Elle ne le lâcha pas. Il sentit son parfum dans ses cheveux, mais sa voix était si triste.

 — Elle est morte, Isaac. Elle est morte. Ils l'ont tuée, ils l'ont assassinée.
 — Mais...
 — Larse a lancé l'assaut comme si tu étais une bête sauvage à abattre. Ils sont entrés et ont fait feu sans sommation... Oh ! Isaac !

Elle sanglota en laissant tomber sa tête sur son épaule et pleura de nouveau longuement.

 — Je suis tellement désolé, Emma, tellement désolé. Ça va aller, ne t'inquiète pas.

C'est la première fois qu'Isaac sentit la fragilité de cette femme. Une fissure s'était ouverte dans son cœur. Une coulée de tristesse se répandait maintenant dans son ventre. Il devina facilement la douleur de cette mère blessée. Tant de déchirures dans ses gémissements. "Il aurait fait un excellent père pour Yakath. Il doit être un papa extraordinaire pour sa fille. Une telle tendresse, un amour si fort que même ce mauvais rêve n'interrompe pas" pensa-t-elle.
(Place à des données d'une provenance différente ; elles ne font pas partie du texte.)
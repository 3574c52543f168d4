//! Driver event intake
//!
//! The kernel driver is a pre-existing component; the agent consumes its
//! per-CPU ringbuffer records through the [`EventSource`] seam. The
//! concrete transport here is a unix datagram socket carrying one
//! `RawEvent` per datagram; anything with the wrong size is counted as
//! malformed and skipped. A socket error other than "nothing pending" is
//! fatal: the driver handle is gone and the agent shuts down.

use std::io;
use std::mem;
use std::os::unix::net::UnixDatagram;
use std::path::Path;
use std::sync::mpsc;
use std::sync::Arc;

use spyglass_common::RawEvent;
use thiserror::Error;

use crate::stats::PipelineStats;

/// Events drained per poll; bounds latency of shutdown checks.
pub const MAX_BATCH_SIZE: usize = 1024;

#[derive(Debug, Error)]
pub enum DriverError {
    #[error("driver socket error: {0}")]
    Io(#[from] io::Error),

    #[error("driver event stream disconnected")]
    Disconnected,
}

pub trait EventSource: Send {
    /// Drain up to `max` pending events without blocking. An error means
    /// the driver handle is lost; the caller shuts down.
    fn poll(&mut self, max: usize) -> Result<Vec<RawEvent>, DriverError>;
}

/// Unix datagram consumer of driver records.
pub struct UnixSocketSource {
    socket: UnixDatagram,
    stats: Arc<PipelineStats>,
}

impl UnixSocketSource {
    pub fn bind(path: &Path, stats: Arc<PipelineStats>) -> io::Result<Self> {
        if let Some(parent) = path.parent() {
            std::fs::create_dir_all(parent)?;
        }
        // A stale socket file from a previous run would fail the bind.
        let _ = std::fs::remove_file(path);
        let socket = UnixDatagram::bind(path)?;
        socket.set_nonblocking(true)?;
        Ok(Self { socket, stats })
    }

    pub fn from_socket(socket: UnixDatagram, stats: Arc<PipelineStats>) -> io::Result<Self> {
        socket.set_nonblocking(true)?;
        Ok(Self { socket, stats })
    }
}

impl EventSource for UnixSocketSource {
    fn poll(&mut self, max: usize) -> Result<Vec<RawEvent>, DriverError> {
        let expected = mem::size_of::<RawEvent>();
        let mut buf = [0u8; mem::size_of::<RawEvent>()];
        let mut events = Vec::new();

        while events.len() < max {
            match self.socket.recv(&mut buf) {
                Ok(len) if len == expected => {
                    let event: RawEvent =
                        unsafe { std::ptr::read_unaligned(buf.as_ptr() as *const RawEvent) };
                    events.push(event);
                }
                Ok(_) => {
                    PipelineStats::bump(&self.stats.malformed);
                }
                Err(err) if err.kind() == io::ErrorKind::WouldBlock => break,
                Err(err) => return Err(DriverError::Io(err)),
            }
        }
        Ok(events)
    }
}

/// Channel-backed source for tests and in-process drivers.
pub struct ChannelSource {
    rx: mpsc::Receiver<RawEvent>,
}

impl ChannelSource {
    pub fn new() -> (mpsc::Sender<RawEvent>, Self) {
        let (tx, rx) = mpsc::channel();
        (tx, Self { rx })
    }
}

impl EventSource for ChannelSource {
    fn poll(&mut self, max: usize) -> Result<Vec<RawEvent>, DriverError> {
        let mut events = Vec::new();
        while events.len() < max {
            match self.rx.try_recv() {
                Ok(event) => events.push(event),
                Err(mpsc::TryRecvError::Empty) => break,
                Err(mpsc::TryRecvError::Disconnected) => {
                    if events.is_empty() {
                        return Err(DriverError::Disconnected);
                    }
                    break;
                }
            }
        }
        Ok(events)
    }
}
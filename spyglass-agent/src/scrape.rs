//! Listening-socket scraper
//!
//! Periodic enumeration of bound sockets: /proc/net/{tcp,tcp6,udp,udp6}
//! gives the socket table with inodes, /proc/<pid>/fd attributes inodes to
//! processes, and /proc/<pid>/{comm,cmdline,status} fills in the
//! originator. Sockets that cannot be attributed to a containerized
//! process are skipped; the whole pass is best-effort and degrades to
//! syscall-only endpoint state when /proc is unreadable.

use std::collections::HashMap;
use std::fs;
use std::path::{Path, PathBuf};
use std::sync::Arc;

use async_trait::async_trait;
use log::debug;
use thiserror::Error;

use crate::containers::ContainerLookup;
use crate::endpoints::ScrapedEndpoint;
use crate::net::{Address, Endpoint, L4Proto, ProcessInfo};

#[derive(Debug, Error)]
pub enum ScrapeError {
    #[error("reading {}: {}", path.display(), source)]
    Io {
        path: PathBuf,
        source: std::io::Error,
    },

    #[error("scrape task was cancelled")]
    Cancelled,
}

/// tcp socket state LISTEN in /proc/net/tcp.
const TCP_LISTEN: u8 = 0x0a;
/// udp sockets show TCP_CLOSE while bound and unconnected.
const UDP_BOUND: u8 = 0x07;

#[async_trait]
pub trait ListeningSocketSource: Send + Sync {
    /// Enumerate currently bound listening sockets.
    async fn scan(&self) -> Result<Vec<ScrapedEndpoint>, ScrapeError>;
}

/// /proc-backed scraper.
pub struct ProcNetScraper {
    proc_root: PathBuf,
    containers: Arc<dyn ContainerLookup>,
}

impl ProcNetScraper {
    pub fn new(containers: Arc<dyn ContainerLookup>) -> Self {
        Self::with_root(PathBuf::from("/proc"), containers)
    }

    pub fn with_root(proc_root: PathBuf, containers: Arc<dyn ContainerLookup>) -> Self {
        Self {
            proc_root,
            containers,
        }
    }
}

#[async_trait]
impl ListeningSocketSource for ProcNetScraper {
    async fn scan(&self) -> Result<Vec<ScrapedEndpoint>, ScrapeError> {
        let proc_root = self.proc_root.clone();
        let containers = self.containers.clone();
        tokio::task::spawn_blocking(move || scan_blocking(&proc_root, containers.as_ref()))
            .await
            .map_err(|_| ScrapeError::Cancelled)?
    }
}

fn scan_blocking(
    proc_root: &Path,
    containers: &dyn ContainerLookup,
) -> Result<Vec<ScrapedEndpoint>, ScrapeError> {
    let mut by_inode: HashMap<u64, (Endpoint, L4Proto)> = HashMap::new();
    for (file, proto, state) in [
        ("net/tcp", L4Proto::Tcp, TCP_LISTEN),
        ("net/tcp6", L4Proto::Tcp, TCP_LISTEN),
        ("net/udp", L4Proto::Udp, UDP_BOUND),
        ("net/udp6", L4Proto::Udp, UDP_BOUND),
    ] {
        let path = proc_root.join(file);
        let content = match fs::read_to_string(&path) {
            Ok(content) => content,
            // Not every kernel exposes all four tables.
            Err(err) if err.kind() == std::io::ErrorKind::NotFound => continue,
            Err(source) => return Err(ScrapeError::Io { path, source }),
        };
        for line in content.lines().skip(1) {
            if let Some((inode, endpoint)) = parse_socket_line(line, state) {
                by_inode.insert(inode, (endpoint, proto));
            }
        }
    }

    if by_inode.is_empty() {
        return Ok(Vec::new());
    }

    let mut scraped = Vec::new();
    let entries = fs::read_dir(proc_root).map_err(|source| ScrapeError::Io {
        path: proc_root.to_path_buf(),
        source,
    })?;

    for entry in entries.flatten() {
        let name = entry.file_name();
        let Some(pid) = name.to_str().and_then(|n| n.parse::<u32>().ok()) else {
            continue;
        };
        let Some(container_id) = containers.container_id_for(pid) else {
            continue;
        };

        for inode in socket_inodes(&entry.path().join("fd")) {
            let Some((endpoint, proto)) = by_inode.get(&inode) else {
                continue;
            };
            scraped.push(ScrapedEndpoint {
                container_id: container_id.clone(),
                endpoint: *endpoint,
                proto: *proto,
                originator: Some(process_info(proc_root, pid)),
            });
        }
    }

    debug!(
        "scrape pass: {} bound sockets, {} container-attributed",
        by_inode.len(),
        scraped.len()
    );
    Ok(scraped)
}

/// One /proc/net/tcp-style row: `sl local_address rem_address st ... inode`.
/// Returns the inode and local endpoint for rows in the wanted state.
fn parse_socket_line(line: &str, wanted_state: u8) -> Option<(u64, Endpoint)> {
    let fields: Vec<&str> = line.split_whitespace().collect();
    if fields.len() < 10 {
        return None;
    }

    let state = u8::from_str_radix(fields[3], 16).ok()?;
    if state != wanted_state {
        return None;
    }

    let (addr_hex, port_hex) = fields[1].split_once(':')?;
    let address = parse_hex_address(addr_hex)?;
    let port = u16::from_str_radix(port_hex, 16).ok()?;
    let inode: u64 = fields[9].parse().ok()?;

    Some((inode, Endpoint::new(address, port)))
}

/// The kernel prints addresses as native-endian 32-bit words; decode back
/// to network byte order. IPv4-mapped IPv6 normalizes like everywhere else.
fn parse_hex_address(hex: &str) -> Option<Address> {
    match hex.len() {
        8 => {
            let word = u32::from_str_radix(hex, 16).ok()?;
            Some(Address::from_v4_octets(word.to_le_bytes()))
        }
        32 => {
            let mut octets = [0u8; 16];
            for (i, chunk) in hex.as_bytes().chunks(8).enumerate() {
                let chunk = std::str::from_utf8(chunk).ok()?;
                let word = u32::from_str_radix(chunk, 16).ok()?;
                octets[i * 4..(i + 1) * 4].copy_from_slice(&word.to_le_bytes());
            }
            Some(Address::from_v6_octets(octets))
        }
        _ => None,
    }
}

/// Socket inodes held by a process, from its fd symlinks (`socket:[N]`).
fn socket_inodes(fd_dir: &Path) -> Vec<u64> {
    let mut inodes = Vec::new();
    let Ok(entries) = fs::read_dir(fd_dir) else {
        return inodes;
    };
    for entry in entries.flatten() {
        let Ok(target) = fs::read_link(entry.path()) else {
            continue;
        };
        let Some(target) = target.to_str() else {
            continue;
        };
        if let Some(inode) = target
            .strip_prefix("socket:[")
            .and_then(|s| s.strip_suffix(']'))
            .and_then(|s| s.parse().ok())
        {
            inodes.push(inode);
        }
    }
    inodes
}

fn process_info(proc_root: &Path, pid: u32) -> ProcessInfo {
    let pid_dir = proc_root.join(pid.to_string());

    let name = fs::read_to_string(pid_dir.join("comm"))
        .map(|s| s.trim().to_string())
        .unwrap_or_default();
    let exe_path = fs::read_link(pid_dir.join("exe"))
        .map(|p| p.to_string_lossy().into_owned())
        .unwrap_or_default();
    let args = fs::read_to_string(pid_dir.join("cmdline"))
        .map(|s| {
            s.split('\0')
                .filter(|a| !a.is_empty())
                .collect::<Vec<_>>()
                .join(" ")
        })
        .unwrap_or_default();
    let (uid, gid) = fs::read_to_string(pid_dir.join("status"))
        .map(|s| parse_status_ids(&s))
        .unwrap_or((0, 0));

    ProcessInfo {
        name,
        exe_path,
        args,
        pid,
        uid,
        gid,
        container_start_ts: 0,
    }
}

/// Real uid/gid from /proc/<pid>/status `Uid:`/`Gid:` lines.
fn parse_status_ids(status: &str) -> (u32, u32) {
    let mut uid = 0;
    let mut gid = 0;
    for line in status.lines() {
        if let Some(rest) = line.strip_prefix("Uid:") {
            uid = rest
                .split_whitespace()
                .next()
                .and_then(|v| v.parse().ok())
                .unwrap_or(0);
        } else if let Some(rest) = line.strip_prefix("Gid:") {
            gid = rest
                .split_whitespace()
                .next()
                .and_then(|v| v.parse().ok())
                .unwrap_or(0);
        }
    }
    (uid, gid)
}

#[cfg(test)]
mod tests {
    use super::*;
    use crate::containers::StaticContainerLookup;
    use std::os::unix::fs::symlink;

    const TCP_HEADER: &str =
        "  sl  local_address rem_address   st tx_queue rx_queue tr tm->when retrnsmt   uid  timeout inode";

    #[test]
    fn test_parse_hex_address_v4() {
        // 127.0.0.1 printed by a little-endian kernel.
        assert_eq!(
            parse_hex_address("0100007F"),
            Some(Address::from_v4_octets([127, 0, 0, 1]))
        );
        assert_eq!(
            parse_hex_address("00000000"),
            Some(Address::from_v4_octets([0, 0, 0, 0]))
        );
    }

    #[test]
    fn test_parse_hex_address_v6_mapped_normalizes() {
        // ::ffff:10.0.0.1 as four native-endian words.
        let addr = parse_hex_address("0000000000000000FFFF00000100000A").unwrap();
        assert_eq!(addr, Address::from_v4_octets([10, 0, 0, 1]));
    }

    #[test]
    fn test_parse_socket_line_listen_only() {
        let listen =
            "   0: 00000000:1F90 00000000:0000 0A 00000000:00000000 00:00000000 00000000  1000        0 4242 1 0000000000000000 100 0 0 10 0";
        let established =
            "   1: 0100007F:1F90 0100007F:C350 01 00000000:00000000 00:00000000 00000000  1000        0 4243 1 0000000000000000 100 0 0 10 0";

        let (inode, endpoint) = parse_socket_line(listen, TCP_LISTEN).unwrap();
        assert_eq!(inode, 4242);
        assert_eq!(endpoint, Endpoint::new(Address::from_v4_octets([0, 0, 0, 0]), 8080));

        assert!(parse_socket_line(established, TCP_LISTEN).is_none());
    }

    #[test]
    fn test_parse_status_ids() {
        let status = "Name:\tnginx\nUid:\t101\t101\t101\t101\nGid:\t102\t102\t102\t102\n";
        assert_eq!(parse_status_ids(status), (101, 102));
    }

    #[tokio::test]
    async fn test_scan_attributes_container_sockets() {
        let dir = tempfile::tempdir().unwrap();
        let root = dir.path();

        fs::create_dir_all(root.join("net")).unwrap();
        let listen_row =
            "   0: 00000000:1F90 00000000:0000 0A 00000000:00000000 00:00000000 00000000  1000        0 4242 1 0000000000000000 100 0 0 10 0";
        fs::write(
            root.join("net/tcp"),
            format!("{}\n{}\n", TCP_HEADER, listen_row),
        )
        .unwrap();

        let pid_dir = root.join("321");
        fs::create_dir_all(pid_dir.join("fd")).unwrap();
        symlink("socket:[4242]", pid_dir.join("fd/3")).unwrap();
        fs::write(pid_dir.join("comm"), "nginx\n").unwrap();
        fs::write(pid_dir.join("cmdline"), "nginx\0-g\0daemon off;\0").unwrap();
        fs::write(pid_dir.join("status"), "Uid:\t101\t101\t101\t101\nGid:\t0\t0\t0\t0\n").unwrap();

        let scraper = ProcNetScraper::with_root(
            root.to_path_buf(),
            Arc::new(StaticContainerLookup::new([(321, "c1")])),
        );
        let scraped = scraper.scan().await.unwrap();

        assert_eq!(scraped.len(), 1);
        let entry = &scraped[0];
        assert_eq!(entry.container_id, "c1");
        assert_eq!(entry.endpoint.port, 8080);
        assert_eq!(entry.proto, L4Proto::Tcp);
        let originator = entry.originator.as_ref().unwrap();
        assert_eq!(originator.name, "nginx");
        assert_eq!(originator.args, "nginx -g daemon off;");
        assert_eq!(originator.uid, 101);
    }

    #[tokio::test]
    async fn test_scan_skips_host_processes() {
        let dir = tempfile::tempdir().unwrap();
        let root = dir.path();

        fs::create_dir_all(root.join("net")).unwrap();
        let listen_row =
            "   0: 00000000:0016 00000000:0000 0A 00000000:00000000 00:00000000 00000000     0        0 99 1 0000000000000000 100 0 0 10 0";
        fs::write(
            root.join("net/tcp"),
            format!("{}\n{}\n", TCP_HEADER, listen_row),
        )
        .unwrap();

        let pid_dir = root.join("77");
        fs::create_dir_all(pid_dir.join("fd")).unwrap();
        symlink("socket:[99]", pid_dir.join("fd/3")).unwrap();

        let scraper = ProcNetScraper::with_root(
            root.to_path_buf(),
            Arc::new(StaticContainerLookup::new::<_, String>([])),
        );
        assert!(scraper.scan().await.unwrap().is_empty());
    }

    #[tokio::test]
    async fn test_scan_without_net_tables_is_empty() {
        let dir = tempfile::tempdir().unwrap();
        let scraper = ProcNetScraper::with_root(
            dir.path().to_path_buf(),
            Arc::new(StaticContainerLookup::new::<_, String>([])),
        );
        assert!(scraper.scan().await.unwrap().is_empty());
    }
}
Elle passa sa main dans ses cheveux, décolla sa tête de son épaule et glissa délicatement ses lèvres sur les siennes.

 — Emma... Non... Attends...

Elle prolongea son baiser en maintenant la tête d'Isaac entre ses mains. Elle le savait désormais, les étoiles lui répondaient. Elles lui avaient envoyé cet homme du passé. Tout semblait si aérien d'un seul coup. Dans la fraîcheur de la nuit un amour incontrôlé naissait. Un avenir nouveau s'ouvrait alors devant elle. Était-ce une folie ?

 — Emma ?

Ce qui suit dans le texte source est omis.